Diese Änderungen der Anlage 2 zum BSVG und des § 20a leg. cit. sind mit in Kraft getreten (§ 294 Abs. 1 Z. 3 BSVG). Hinsichtlich ihrer Anwendung bestimmte der - durch Z. 8 der Kundmachung betreffend die Berichtigung von Verlautbarungen im Bundesgesetzblatt BGBl. I 119/2004, berichtigte - § 294 Abs. 3 BSVG:
"Die §§ 20a, 20b, 23 Abs. c lit. a, 30 Abs. 1 sowie die Z 3.2 und 5 in der Anlage 2 idF des Bundesgesetzes BGBl.
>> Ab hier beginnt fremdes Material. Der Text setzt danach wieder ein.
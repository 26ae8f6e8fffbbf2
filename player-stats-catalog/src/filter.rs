//! Roster filter engine.
//!
//! Filtering is a pure derivation: given the full roster and a
//! [`FilterSpec`], produce the visible subset. The engine keeps no state and
//! never touches the input, so callers simply re-run it whenever the roster
//! or the filter changes.

use std::collections::HashSet;

use crate::types::Player;

/// A categorical filter choice: everything, or one exact value.
#[derive(Debug, Clone, Default, PartialEq, Eq)]
pub enum Selection {
    #[default]
    All,
    Only(String),
}

impl Selection {
    /// Parse a user-supplied choice. Empty input and `all` (any case) mean
    /// [`Selection::All`].
    pub fn parse(value: &str) -> Self {
        if value.is_empty() || value.eq_ignore_ascii_case("all") {
            Self::All
        } else {
            Self::Only(value.to_string())
        }
    }

    pub fn is_all(&self) -> bool {
        matches!(self, Self::All)
    }

    fn accepts(&self, value: &str) -> bool {
        match self {
            Self::All => true,
            Self::Only(wanted) => wanted == value,
        }
    }
}

/// The combination of predicates applied to the roster.
///
/// The default filter has every predicate inactive and keeps the whole roster.
#[derive(Debug, Clone, Default, PartialEq, Eq)]
pub struct FilterSpec {
    /// Case-insensitive substring matched against name or club. Inactive when empty.
    pub search_text: String,
    pub position: Selection,
    /// Inclusive lower bound on rating. Inactive when zero.
    pub min_rating: u32,
    pub nation: Selection,
}

impl FilterSpec {
    pub fn new() -> Self {
        Self::default()
    }

    pub fn with_search(mut self, text: impl Into<String>) -> Self {
        self.search_text = text.into();
        self
    }

    pub fn with_position(mut self, position: impl Into<String>) -> Self {
        self.position = Selection::Only(position.into());
        self
    }

    pub fn with_min_rating(mut self, min_rating: u32) -> Self {
        self.min_rating = min_rating;
        self
    }

    pub fn with_nation(mut self, nation: impl Into<String>) -> Self {
        self.nation = Selection::Only(nation.into());
        self
    }

    /// True when no predicate is active.
    pub fn is_identity(&self) -> bool {
        self.search_text.is_empty()
            && self.position.is_all()
            && self.min_rating == 0
            && self.nation.is_all()
    }

    pub fn matches_position(&self, player: &Player) -> bool {
        self.position.accepts(&player.position)
    }

    pub fn matches_rating(&self, player: &Player) -> bool {
        self.min_rating == 0 || u32::from(player.rating) >= self.min_rating
    }

    pub fn matches_nation(&self, player: &Player) -> bool {
        self.nation.accepts(&player.nation)
    }

    pub fn matches_search(&self, player: &Player) -> bool {
        if self.search_text.is_empty() {
            return true;
        }
        let needle = self.search_text.to_lowercase();
        player.name.to_lowercase().contains(&needle)
            || player.club.to_lowercase().contains(&needle)
    }

    /// Conjunction of every active predicate.
    pub fn matches(&self, player: &Player) -> bool {
        self.matches_position(player)
            && self.matches_rating(player)
            && self.matches_nation(player)
            && self.matches_search(player)
    }
}

/// Produce the visible subset of `roster`, preserving roster order.
pub fn filter_roster(roster: &[Player], spec: &FilterSpec) -> Vec<Player> {
    roster
        .iter()
        .filter(|player| spec.matches(player))
        .cloned()
        .collect()
}

/// Distinct positions present in the roster, in first-seen order.
pub fn position_options(roster: &[Player]) -> Vec<String> {
    distinct(roster.iter().map(|p| p.position.as_str()))
}

/// Distinct nations present in the roster, in first-seen order.
pub fn nation_options(roster: &[Player]) -> Vec<String> {
    distinct(roster.iter().map(|p| p.nation.as_str()))
}

fn distinct<'a>(values: impl Iterator<Item = &'a str>) -> Vec<String> {
    let mut seen = HashSet::new();
    values
        .filter(|v| seen.insert(*v))
        .map(str::to_string)
        .collect()
}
I Nr. 105/2004 sind erstmals für das Beitragsjahr 2004 anzuwenden."
Mit Erkenntnis des Verfassungsgerichtshofes vom , VfSlg.Nr. 18137/2007, wurde die Wortfolge "3.2. und" in § 294 Abs. 3 des BSVG - BGBl. Nr. 559/1978 idF des SRÄG 2004, BGBl. I Nr. 105/2004 und der Kundmachung betreffend die Berichtigung von Verlautbarungen im Bundesgesetzblatt, BGBl. I Nr. 119/2004, als verfassungswidrig aufgehoben. Gleichzeitig hat der Verfassungsgerichtshof auch ausgesprochen, dass frühere gesetzliche Bestimmungen nicht wieder in Kraft treten.
Im vorliegenden Fall wendet sich der Beschwerdeführer ausschließlich dagegen, dass die belangte Behörde verneint hat, dass das erwähnte Erkenntnis des Verfassungsgerichtshofes auch hier zum Tragen komme.
Gemäß Art. 140 Abs. 7 zweiter Satz B-VG ist auf die vor der Aufhebung verwirklichten Tatbestände mit Ausnahme des Anlassfalles das Gesetz weiterhin anzuwenden, sofern der Verfassungsgerichtshof nicht in seinem aufhebenden Erkenntnis anderes ausspricht.
Der Beschwerdeführer verkennt, dass der Verfassungsgerichtshof im erwähnten Erkenntnis nicht ausgesprochen hat, dass die aufgehobene Bestimmung nicht mehr anzuwenden ist.
Die belangte Behörde ist daher im Ergebnis im Recht, wenn sie die aufgehobene Bestimmung auf den vorliegenden, vor der Aufhebung verwirklichten Tatbestand anwendet und daher auch die gegenständlichen Einnahmen aus der Holzakkordantentätigkeit als Beitragsgrundlage gemäß § 23 Abs. 1 Z. 3 BSVG neben dem Versicherungswert nach § 23 Abs. 1 Z. 1 BSVG heranzieht. Gegen die rechnerische Ermittlung der daraus resultierenden monatlichen Beitragsgrundlage für das Beitragsjahr 2004 wurde in der Beschwerde nichts eingewendet.
Die Beschwerde war daher gemäß § 42 Abs. 1 VwGG als unbegründet abzuweisen.
Der Ausspruch über den Aufwandersatz gründet sich auf die §§ 47 ff VwGG iVm der VwGH-Aufwandersatzverordnung, BGBl. II Nr. 455/2008.